AIM OF THE TASK
Would you please write out every record exactly?

EXERCISE MATERIAL
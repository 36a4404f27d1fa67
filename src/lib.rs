/// Yezu - A small concatenative language
///
/// This crate implements the Yezu front end, including:
/// - Scanner and lexer with position tracking
/// - Recursive descent parser producing the program tree
/// - Stack effect type checker with generic builtins

pub mod ast;
pub mod error;
pub mod frontend;
pub mod parser;
pub mod typechecker;

pub use ast::types::{DataType, Signature, StackType, Type};
pub use ast::{Function, Instruction, Literal, Program};
pub use error::{Error, Result};
pub use frontend::{Checked, check_program, check_source, parse_source, tokens};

REPLY TO THE EXERCISE
repository 36a4404f27d1fa67
filename src/lib.rs
/// Yezu - A small concatenative language
///
/// This crate implements the Yezu front end, including:
/// - Scanner and lexer with position tracking
/// - Recursive descent parser producing the program tree
/// - Stack effect type checker with generic builtins

pub mod ast;
pub mod error;
pub mod frontend;
pub mod parser;
pub mod typechecker;

pub use ast::types::{DataType, Signature, StackType, Type};
pub use ast::{Function, Instruction, Literal, Program};
pub use error::{Error, Result};
pub use frontend::{Checked, check_program, check_source, parse_source, tokens};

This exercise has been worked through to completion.